------ DATA TO USE ------
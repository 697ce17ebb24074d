use proc_macro::TokenStream;
use quote::quote;

#[proc_macro_derive(NumIdFromParam)]
pub fn derive_num_id_from_param(input: TokenStream) -> TokenStream {
    let ast = syn::parse(input).unwrap();

    impl_derive_num_id_macro(&ast)
}

fn impl_derive_num_id_macro(ast: &syn::DeriveInput) -> TokenStream {
    let name = &ast.ident;
    let gen_derive = quote! {
        #[automatically_derived]
        impl<'r> rocket::request::FromParam<'r> for #name {
            type Error = ();

            #[inline(always)]
            fn from_param(param: &'r str) -> Result<Self, Self::Error> {
                match param.parse::<i64>() {
                    Ok(id) if id > 0 => Ok(Self(id)),
                    _ => Err(()),
                }
            }
        }
    };
    gen_derive.into()
}

#[proc_macro_derive(IdFromParam)]
pub fn derive_id_from_param(input: TokenStream) -> TokenStream {
    let ast = syn::parse(input).unwrap();

    impl_derive_safestring_macro(&ast)
}

fn impl_derive_safestring_macro(ast: &syn::DeriveInput) -> TokenStream {
    let name = &ast.ident;
    let gen_derive = quote! {
        #[automatically_derived]
        impl<'r> rocket::request::FromParam<'r> for #name {
            type Error = ();

            #[inline(always)]
            fn from_param(param: &'r str) -> Result<Self, Self::Error> {
                if param.chars().all(|c| matches!(c, 'a'..='z' | 'A'..='Z' |'0'..='9' | '-')) {
                    Ok(Self(param.to_string()))
                } else {
                    Err(())
                }
            }
        }
    };
    gen_derive.into()
}
#[cfg(test)]
mod tests {
    use super::*;
    use crate::api::test_helpers::mock_token;
    use crate::resources::test_helpers::{object, provider_data_any};
    use mockito::{Matcher, Server};
    use tfplug::types::{ClientCapabilities, Dynamic, RawState};

    const SERVICE_PATH: &str = "/subscriptions/00000000-0000-0000-0000-000000000000/resourceGroups/rg/providers/Microsoft.ApiManagement/service/apim1";

    fn config(scheme: &str, header: Option<&str>, query: Option<&str>) -> DynamicValue {
        object(&[
            ("name", "orders".into()),
            ("api_management_name", "apim1".into()),
            ("resource_group_name", "rg".into()),
            ("display_name", "Orders".into()),
            ("versioning_scheme", scheme.into()),
            ("description", Dynamic::Null),
            ("version_header_name", header.into()),
            ("version_query_name", query.into()),
        ])
    }

    fn summaries(config: &DynamicValue) -> Vec<String> {
        validate_scheme(config)
            .into_iter()
            .map(|d| d.summary)
            .collect()
    }

    #[test]
    fn test_scheme_parameters() {
        assert!(summaries(&config(HEADER, Some("Api-Version"), None)).is_empty());
        assert!(summaries(&config(QUERY, None, Some("api-version"))).is_empty());
        assert!(summaries(&config(SEGMENT, None, None)).is_empty());

        assert_eq!(
            summaries(&config(HEADER, None, Some("v"))),
            vec!["Missing version_header_name", "Unexpected version_query_name"]
        );
        assert_eq!(
            summaries(&config(QUERY, None, None)),
            vec!["Missing version_query_name"]
        );
        assert_eq!(
            summaries(&config(SEGMENT, Some("Api-Version"), None)),
            vec!["Unexpected version_header_name"]
        );
    }

    #[test]
    fn test_unknown_parameter_is_not_judged() {
        let mut config = config(HEADER, None, None);
        config
            .set_value(&attr("version_header_name"), Dynamic::Unknown)
            .unwrap();
        assert!(validate_scheme(&config).is_empty());
    }

    #[tokio::test]
    async fn test_create_version_set() {
        let mut server = Server::new_async().await;
        let _token = mock_token(&mut server).await;
        let path = format!("{}/apiVersionSets/orders", SERVICE_PATH);

        let _absent = server
            .mock("GET", path.as_str())
            .match_query(Matcher::Any)
            .with_status(404)
            .with_body(r#"{"error":{"code":"ResourceNotFound","message":"missing"}}"#)
            .expect(1)
            .create_async()
            .await;
        let put = server
            .mock("PUT", path.as_str())
            .match_query(Matcher::Any)
            .match_body(Matcher::Json(serde_json::json!({
                "properties": {
                    "displayName": "Orders",
                    "versioningScheme": "Header",
                    "versionHeaderName": "Api-Version"
                }
            })))
            .with_body(r#"{"properties":{"displayName":"Orders","versioningScheme":"Header","versionHeaderName":"Api-Version"}}"#)
            .create_async()
            .await;
        let _get = server
            .mock("GET", path.as_str())
            .match_query(Matcher::Any)
            .with_body(r#"{"properties":{"displayName":"Orders","versioningScheme":"Header","versionHeaderName":"Api-Version","description":""}}"#)
            .create_async()
            .await;

        let config = config(HEADER, Some("Api-Version"), None);
        let mut planned = config.clone();
        planned.set_value(&attr("id"), Dynamic::Unknown).unwrap();

        let mut resource = ApiManagementApiVersionSetResource::new();
        resource
            .configure(
                Context::new(),
                ConfigureResourceRequest {
                    provider_data: provider_data_any(&server.url()),
                },
            )
            .await;
        let response = resource
            .create(
                Context::new(),
                CreateResourceRequest {
                    type_name: TYPE_NAME.to_string(),
                    config,
                    planned_state: planned,
                    planned_private: vec![],
                    provider_meta: None,
                },
            )
            .await;

        assert!(response.diagnostics.is_empty(), "{:?}", response.diagnostics);
        assert_eq!(response.new_state.get_string(&attr("id")).unwrap(), path);
        assert!(response.new_state.get(&attr("description")).is_null());
        put.assert_async().await;
    }

    #[tokio::test]
    async fn test_validate_through_resource() {
        let resource = ApiManagementApiVersionSetResource::new();
        let response = resource
            .validate(
                Context::new(),
                ValidateResourceConfigRequest {
                    type_name: TYPE_NAME.to_string(),
                    config: config(QUERY, Some("Api-Version"), Some("v")),
                    client_capabilities: ClientCapabilities::default(),
                },
            )
            .await;
        assert_eq!(response.diagnostics.len(), 1);
    }

    #[tokio::test]
    async fn test_upgrade_legacy_segment() {
        let resource = ApiManagementApiVersionSetResource::new();
        let legacy = format!(r#"{{"id":"{}/api-version-set/orders"}}"#, SERVICE_PATH);
        let response = resource
            .upgrade_state(
                Context::new(),
                UpgradeResourceStateRequest {
                    type_name: TYPE_NAME.to_string(),
                    version: 0,
                    raw_state: RawState {
                        json: Some(legacy.into_bytes()),
                        flatmap: Default::default(),
                    },
                },
            )
            .await;
        assert_eq!(
            response.upgraded_state.get_string(&attr("id")).unwrap(),
            format!("{}/apiVersionSets/orders", SERVICE_PATH)
        );
    }
}
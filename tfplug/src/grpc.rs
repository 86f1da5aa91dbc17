//! gRPC service implementation
//!
//! Implements the Terraform Plugin Protocol v6 service on top of the
//! factory-based [`Provider`] API. Every request gets a fresh resource or
//! data source instance configured with the stored provider data.

use crate::context::Context;
use crate::error::TfplugError;
use crate::data_source::{
    ConfigureDataSourceRequest, DataSourceSchemaRequest, DataSourceWithConfigure,
    ReadDataSourceRequest, ValidateDataSourceConfigRequest,
};
use crate::plan_modifier::values_equal;
use crate::proto::{self, provider_server::Provider as ProtoProvider};
use crate::provider::{
    ConfigureProviderRequest, DataSourceFactory, Provider, ProviderData, ProviderMetadataRequest,
    ProviderSchemaRequest, ResourceFactory, StopProviderRequest, ValidateProviderConfigRequest,
};
use crate::resource::{
    ConfigureResourceRequest, CreateResourceRequest, DeleteResourceRequest,
    ImportResourceStateRequest, ModifyPlanRequest, ReadResourceRequest, ResourceSchemaRequest,
    ResourceWithConfigure, UpdateResourceRequest, UpgradeResourceStateRequest,
    ValidateResourceConfigRequest,
};
use crate::schema::{
    Attribute, Block, DefaultRequest, NestedBlock, NestingMode, PlanModifierRequest, Schema,
    StringKind, ValidatorRequest,
};
use crate::types::{
    has_errors, AttributePath, AttributePathStep, ClientCapabilities, Diagnostic,
    DiagnosticSeverity, Dynamic, DynamicValue, RawState,
};
use std::collections::HashMap;
use std::sync::Arc;
use tokio::sync::RwLock;
use tonic::{Request, Response, Status};

type GrpcResult<T> = std::result::Result<Response<T>, Status>;

/// Serves a [`Provider`] over the tfplugin6 gRPC protocol
pub struct GrpcProviderServer<P: Provider> {
    provider: Arc<RwLock<P>>,
    resources: Arc<HashMap<String, ResourceFactory>>,
    data_sources: Arc<HashMap<String, DataSourceFactory>>,
    provider_data: Arc<RwLock<Option<ProviderData>>>,
    ctx: Context,
    legacy_type_system: bool,
}

impl<P: Provider + 'static> GrpcProviderServer<P> {
    pub fn new(provider: P) -> Self {
        let resources = provider.resources();
        let data_sources = provider.data_sources();
        Self {
            provider: Arc::new(RwLock::new(provider)),
            resources: Arc::new(resources),
            data_sources: Arc::new(data_sources),
            provider_data: Arc::new(RwLock::new(None)),
            ctx: Context::new(),
            legacy_type_system: false,
        }
    }

    /// Report plan/apply results with the legacy type system flag, which makes
    /// Terraform tolerate provider-normalised values instead of failing
    pub fn with_legacy_type_system(mut self, enabled: bool) -> Self {
        self.legacy_type_system = enabled;
        self
    }

    /// Root context shared by every request; cancelled by StopProvider
    pub fn context(&self) -> Context {
        self.ctx.clone()
    }

    async fn resource(
        &self,
        type_name: &str,
    ) -> std::result::Result<(Box<dyn ResourceWithConfigure>, Vec<Diagnostic>), Status> {
        let factory = self
            .resources
            .get(type_name)
            .ok_or_else(|| unknown("resource", type_name))?;
        let mut resource = factory();
        let provider_data = self.provider_data.read().await.clone();
        let response = resource
            .configure(self.ctx.clone(), ConfigureResourceRequest { provider_data })
            .await;
        Ok((resource, response.diagnostics))
    }

    async fn data_source(
        &self,
        type_name: &str,
    ) -> std::result::Result<(Box<dyn DataSourceWithConfigure>, Vec<Diagnostic>), Status> {
        let factory = self
            .data_sources
            .get(type_name)
            .ok_or_else(|| unknown("data source", type_name))?;
        let mut data_source = factory();
        let provider_data = self.provider_data.read().await.clone();
        let response = data_source
            .configure(self.ctx.clone(), ConfigureDataSourceRequest { provider_data })
            .await;
        Ok((data_source, response.diagnostics))
    }

    async fn resource_schema(&self, resource: &dyn ResourceWithConfigure) -> Schema {
        resource
            .schema(self.ctx.clone(), ResourceSchemaRequest)
            .await
            .schema
    }
}
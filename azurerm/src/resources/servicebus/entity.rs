//! Pieces shared by queues and topics

use tfplug::plan_modifier::UseStateForUnknown;
use tfplug::schema::{Attribute, AttributeBuilder, AttributeType};
use tfplug::types::Diagnostic;

use crate::api::{ApiError, Client};
use crate::parse::NamespaceId;
use crate::resources::common::attr;
use crate::validate::attribute;

/// Partitioned entities outside Premium report their size across 16 partitions
const STANDARD_PARTITION_COUNT: i64 = 16;

pub(crate) const ENTITY_STATUSES: [&str; 8] = [
    "Active",
    "Creating",
    "Deleting",
    "Disabled",
    "ReceiveDisabled",
    "Renaming",
    "SendDisabled",
    "Unknown",
];

pub(crate) async fn namespace_is_premium(
    client: &Client,
    namespace: &NamespaceId,
) -> Result<bool, ApiError> {
    let namespace = client.servicebus().get_namespace(namespace).await?;
    Ok(namespace
        .sku
        .is_some_and(|sku| sku.name.eq_ignore_ascii_case("Premium")))
}

pub(crate) fn express_not_supported(kind: &str, name: &str) -> Diagnostic {
    Diagnostic::error(
        "Express entities not supported",
        format!(
            "Service Bus {} {:?} does not support Express Entities in Premium SKU and must be disabled",
            kind, name
        ),
    )
    .with_attribute(attr("express_enabled"))
}

/// Maps the size the service reports back to the size that was configured
pub(crate) fn configured_max_size(reported: i64, partitioned: bool, premium: bool) -> i64 {
    if partitioned && !premium {
        reported / STANDARD_PARTITION_COUNT
    } else {
        reported
    }
}

/// ISO 8601 duration the service fills in when unset
pub(crate) fn duration_attribute(name: &str, description: &str) -> Attribute {
    AttributeBuilder::new(name, AttributeType::String)
        .description(description)
        .optional()
        .computed()
        .validator(attribute::iso8601_duration())
        .plan_modifier(UseStateForUnknown::create())
        .build()
}

#[cfg(test)]
mod tests {
    use super::*;

    #[test]
    fn partitioned_standard_size_is_scaled_down() {
        assert_eq!(configured_max_size(81920, true, false), 5120);
        assert_eq!(configured_max_size(81920, true, true), 81920);
        assert_eq!(configured_max_size(1024, false, false), 1024);
    }
}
------
REQUIRED WORK - Starting with the first line above and ending with the line that holds "pub fn derive_id_from_param(input: TokenStream)", restate each line word for word and add nothing else.

RESPONSE TO THIS EXERCISE -
repository 697ce17ebb24074d
use proc_macro::TokenStream;
use quote::quote;

#[proc_macro_derive(NumIdFromParam)]
pub fn derive_num_id_from_param(input: TokenStream) -> TokenStream {
    let ast = syn::parse(input).unwrap();

    impl_derive_num_id_macro(&ast)
}

fn impl_derive_num_id_macro(ast: &syn::DeriveInput) -> TokenStream {
    let name = &ast.ident;
    let gen_derive = quote! {
        #[automatically_derived]
        impl<'r> rocket::request::FromParam<'r> for #name {
            type Error = ();

            #[inline(always)]
            fn from_param(param: &'r str) -> Result<Self, Self::Error> {
                match param.parse::<i64>() {
                    Ok(id) if id > 0 => Ok(Self(id)),
                    _ => Err(()),
                }
            }
        }
    };
    gen_derive.into()
}

#[proc_macro_derive(IdFromParam)]
pub fn derive_id_from_param(input: TokenStream) -> TokenStream {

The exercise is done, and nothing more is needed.